- Aim of the task -
Every line below that has the string "LooperStartModAmount" adds one to the count. Give that count by itself.

- Data -
_ _ _ _ _ _ _
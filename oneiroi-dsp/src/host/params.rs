//! Host parameter table.
//!
//! Parameters are raw integers as the host stores them. [`PARAMETERS`] gives
//! each one its range, default, display unit and scaling; the conversion to
//! engine units happens in
//! [`Algorithm::parameter_changed`](super::Algorithm::parameter_changed).

/// Number of audio buses the host exposes.
pub const NUM_BUSES: i16 = 28;

/// Parameter indices, in table order.
#[derive(Clone, Copy, Debug, PartialEq, Eq)]
#[repr(usize)]
pub enum ParamId {
    LeftOutput,
    LeftOutputMode,
    RightOutput,
    RightOutputMode,
    LeftInput,
    RightInput,
    ClockInput,

    InputLevel,
    OutputLevel,

    OscSemi,
    OscFine,
    OscV8c,
    OscDetune,
    OscPitchModAmount,
    OscUnison,
    OscDetuneModAmount,
    SineVol,
    SuperSawVol,
    SuperSawWavetable,

    FilterVol,
    FilterMode,
    FilterCutoff,
    FilterCutoffModAmount,
    FilterResonance,
    FilterResonanceModAmount,
    FilterPosition,

    LooperVol,
    LooperSos,
    LooperFilter,
    LooperSpeed,
    LooperSpeedModAmount,
    LooperStart,
    LooperStartModAmount,
    LooperLength,
    LooperLengthModAmount,
    LooperRecording,
    LooperResampling,

    ResonatorVol,
    ResonatorTune,
    ResonatorFeedback,
    ResonatorDissonance,

    EchoVol,
    EchoDensity,
    EchoRepeats,
    EchoFilter,

    AmbienceVol,
    AmbienceDecay,
    AmbienceSpacetime,
    AmbienceAutoPan,

    ModType,
    ModSpeed,
    ModLevel,
}

pub const PARAM_COUNT: usize = ParamId::ModLevel as usize + 1;

impl ParamId {
    pub fn from_index(index: usize) -> Option<Self> {
        PARAMETERS.get(index).map(|p| p.id)
    }

    pub fn index(self) -> usize {
        self as usize
    }

    pub fn info(self) -> &'static Parameter {
        &PARAMETERS[self as usize]
    }
}

#[derive(Clone, Copy, Debug, PartialEq, Eq)]
pub enum Unit {
    None,
    Percent,
    Semitones,
    Cents,
    Volts,
    Db,
    Hz,
    Enum,
    AudioInput,
    AudioOutput,
    OutputMode,
}

/// How the host displays the raw integer.
#[derive(Clone, Copy, Debug, PartialEq, Eq)]
pub enum Scaling {
    None,
    /// Shown divided by 1000.
    Thousandths,
}

#[derive(Clone, Copy, Debug, PartialEq, Eq)]
pub struct Parameter {
    pub id: ParamId,
    pub name: &'static str,
    pub min: i16,
    pub max: i16,
    pub default: i16,
    pub unit: Unit,
    pub scaling: Scaling,
    pub enum_strings: Option<&'static [&'static str]>,
}

impl Parameter {
    pub fn clamp(&self, value: i16) -> i16 {
        value.clamp(self.min, self.max)
    }
}

const fn param(
    id: ParamId,
    name: &'static str,
    min: i16,
    max: i16,
    default: i16,
    unit: Unit,
    scaling: Scaling,
) -> Parameter {
    Parameter {
        id,
        name,
        min,
        max,
        default,
        unit,
        scaling,
        enum_strings: None,
    }
}

const fn choice(id: ParamId, name: &'static str, default: i16, strings: &'static [&'static str]) -> Parameter {
    Parameter {
        id,
        name,
        min: 0,
        max: strings.len() as i16 - 1,
        default,
        unit: Unit::Enum,
        scaling: Scaling::None,
        enum_strings: Some(strings),
    }
}

/// 0..1000, shown as 0.000..1.000.
const fn level(id: ParamId, name: &'static str, default: i16, unit: Unit) -> Parameter {
    param(id, name, 0, 1000, default, unit, Scaling::Thousandths)
}

/// -1000..1000 modulation depth.
const fn depth(id: ParamId, name: &'static str) -> Parameter {
    param(id, name, -1000, 1000, 0, Unit::None, Scaling::Thousandths)
}

pub const OUTPUT_MODES: &[&str] = &["Add", "Replace"];
pub const FILTER_MODES: &[&str] = &["Low-pass", "Band-pass", "High-pass", "Comb filter"];
pub const ON_OFF: &[&str] = &["Off", "On"];
pub const FILTER_POSITIONS: &[&str] = &["After oscs", "Res <-> Echo", "Echo <-> Amb", "End of chain"];
pub const SECOND_OSCILLATOR: &[&str] = &["SuperSaw", "WaveTable"];

use ParamId as P;
use Scaling::{None as Raw, Thousandths};

pub static PARAMETERS: [Parameter; PARAM_COUNT] = [
    param(P::LeftOutput, "Left Output", 1, NUM_BUSES, 13, Unit::AudioOutput, Raw),
    Parameter {
        unit: Unit::OutputMode,
        ..choice(P::LeftOutputMode, "Left Output mode", 0, OUTPUT_MODES)
    },
    param(P::RightOutput, "Right Output", 1, NUM_BUSES, 14, Unit::AudioOutput, Raw),
    Parameter {
        unit: Unit::OutputMode,
        ..choice(P::RightOutputMode, "Right Output mode", 0, OUTPUT_MODES)
    },
    param(P::LeftInput, "Left Input", 0, NUM_BUSES, 1, Unit::AudioInput, Raw),
    param(P::RightInput, "Right Input", 0, NUM_BUSES, 2, Unit::AudioInput, Raw),
    param(P::ClockInput, "Clock Input", 0, NUM_BUSES, 0, Unit::AudioInput, Raw),
    level(P::InputLevel, "Input Level", 700, Unit::Percent),
    level(P::OutputLevel, "Output Level", 700, Unit::Percent),
    // Oscillators
    param(P::OscSemi, "Semi", -48, 48, 0, Unit::Semitones, Raw),
    param(P::OscFine, "Fine", -50, 50, 0, Unit::Cents, Raw),
    param(P::OscV8c, "Volt/Octave", -5000, 5000, 0, Unit::Volts, Thousandths),
    param(P::OscDetune, "Detune", -1000, 1000, 0, Unit::None, Thousandths),
    depth(P::OscPitchModAmount, "Pitch mod amount"),
    param(P::OscUnison, "Unison", -1000, 1000, 0, Unit::None, Thousandths),
    depth(P::OscDetuneModAmount, "Detune mod amount"),
    level(P::SineVol, "Sine Vol", 750, Unit::Db),
    level(P::SuperSawVol, "SS/WT Vol", 750, Unit::Db),
    choice(P::SuperSawWavetable, "SS/WT Switch", 0, SECOND_OSCILLATOR),
    // Filter
    level(P::FilterVol, "Vol", 750, Unit::Db),
    choice(P::FilterMode, "Mode", 0, FILTER_MODES),
    param(P::FilterCutoff, "Cutoff", 0, 22000, 22000, Unit::Hz, Raw),
    depth(P::FilterCutoffModAmount, "Cutoff Mod"),
    level(P::FilterResonance, "Resonance", 0, Unit::None),
    depth(P::FilterResonanceModAmount, "Res Mod"),
    choice(P::FilterPosition, "Position", 0, FILTER_POSITIONS),
    // Looper
    level(P::LooperVol, "Vol", 750, Unit::Db),
    level(P::LooperSos, "Sound on Sound", 0, Unit::Percent),
    level(P::LooperFilter, "Filter", 550, Unit::Db),
    param(P::LooperSpeed, "Speed", -2000, 2000, 1000, Unit::Percent, Thousandths),
    depth(P::LooperSpeedModAmount, "SpeedModAmount"),
    level(P::LooperStart, "Start Position", 0, Unit::Percent),
    depth(P::LooperStartModAmount, "StartModAmount"),
    level(P::LooperLength, "Loop Length", 1000, Unit::Percent),
    depth(P::LooperLengthModAmount, "LengthModAmount"),
    choice(P::LooperRecording, "Recording", 0, ON_OFF),
    choice(P::LooperResampling, "Resampling", 0, ON_OFF),
    // Resonator
    level(P::ResonatorVol, "Resonator Vol", 500, Unit::Db),
    param(P::ResonatorTune, "Resonator Tune", -1200, 1200, 0, Unit::Cents, Raw),
    level(P::ResonatorFeedback, "Resonator Feedback", 0, Unit::None),
    level(P::ResonatorDissonance, "Resonator Dissonance", 0, Unit::None),
    // Echo
    level(P::EchoVol, "Echo Vol", 250, Unit::Db),
    level(P::EchoDensity, "Echo Density", 500, Unit::Percent),
    level(P::EchoRepeats, "Echo Repeats", 500, Unit::Percent),
    level(P::EchoFilter, "Echo Filter", 550, Unit::Db),
    // Ambience
    level(P::AmbienceVol, "Ambience Vol", 175, Unit::Db),
    level(P::AmbienceDecay, "Ambience Decay", 500, Unit::Percent),
    level(P::AmbienceSpacetime, "Ambience Spacetime", 500, Unit::Percent),
    choice(P::AmbienceAutoPan, "Ambience Auto Pan", 0, ON_OFF),
    // Modulation
    param(P::ModType, "Mod Type", 0, 800, 0, Unit::Percent, Thousandths),
    level(P::ModSpeed, "Mod Speed", 500, Unit::Percent),
    level(P::ModLevel, "Mod Level", 250, Unit::Percent),
];

/// A named group of parameters shown together.
#[derive(Clone, Copy, Debug)]
pub struct Page {
    pub name: &'static str,
    pub params: &'static [ParamId],
}

pub static PAGES: [Page; 8] = [
    Page {
        name: "Oscillators",
        params: &[
            P::OscSemi,
            P::OscFine,
            P::OscV8c,
            P::OscDetune,
            P::OscPitchModAmount,
            P::OscUnison,
            P::OscDetuneModAmount,
            P::SuperSawVol,
            P::SineVol,
            P::SuperSawWavetable,
        ],
    },
    Page {
        name: "Filters",
        params: &[
            P::FilterMode,
            P::FilterCutoff,
            P::FilterCutoffModAmount,
            P::FilterResonance,
            P::FilterResonanceModAmount,
            P::FilterPosition,
            P::FilterVol,
        ],
    },
    Page {
        name: "Looper",
        params: &[
            P::LooperVol,
            P::LooperSos,
            P::LooperFilter,
            P::LooperSpeed,
            P::LooperSpeedModAmount,
            P::LooperStart,
            P::LooperStartModAmount,
            P::LooperLength,
            P::LooperLengthModAmount,
            P::LooperRecording,
            P::LooperResampling,
        ],
    },
    Page {
        name: "Resonator",
        params: &[
            P::ResonatorVol,
            P::ResonatorTune,
            P::ResonatorFeedback,
            P::ResonatorDissonance,
        ],
    },
    Page {
        name: "Echo",
        params: &[P::EchoVol, P::EchoDensity, P::EchoRepeats, P::EchoFilter],
    },
    Page {
        name: "Ambience",
        params: &[
            P::AmbienceVol,
            P::AmbienceDecay,
            P::AmbienceSpacetime,
            P::AmbienceAutoPan,
        ],
    },
    Page {
        name: "Modulation",
        params: &[P::ModType, P::ModSpeed, P::ModLevel],
    },
    Page {
        name: "Routing",
        params: &[
            P::LeftOutput,
            P::LeftOutputMode,
            P::RightOutput,
            P::RightOutputMode,
            P::LeftInput,
            P::RightInput,
            P::ClockInput,
            P::InputLevel,
            P::OutputLevel,
        ],
    },
];

#[cfg(test)]
mod tests {
    use super::*;

    #[test]
    fn table_is_in_id_order() {
        for (i, p) in PARAMETERS.iter().enumerate() {
            assert_eq!(p.id.index(), i, "{} out of place", p.name);
            assert!(p.min <= p.default && p.default <= p.max, "{} default out of range", p.name);
        }
        assert_eq!(PARAM_COUNT, 52);
        assert_eq!(ParamId::from_index(PARAM_COUNT), None);
        assert_eq!(ParamId::from_index(20), Some(ParamId::FilterMode));
    }

    #[test]
    fn every_parameter_is_on_exactly_one_page() {
        let mut seen = [0usize; PARAM_COUNT];
        for page in PAGES.iter() {
            for id in page.params {
                seen[id.index()] += 1;
            }
        }
        assert!(seen.iter().all(|&n| n == 1));
    }

    #[test]
    fn enum_ranges_follow_their_strings() {
        assert_eq!(ParamId::FilterMode.info().max, 3);
        assert_eq!(ParamId::LooperRecording.info().max, 1);
        assert_eq!(ParamId::LeftOutputMode.info().unit, Unit::OutputMode);
        assert_eq!(ParamId::FilterPosition.info().enum_strings, Some(FILTER_POSITIONS));
    }
}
_ _ _ _ _ _ _
- Response to this exercise -
3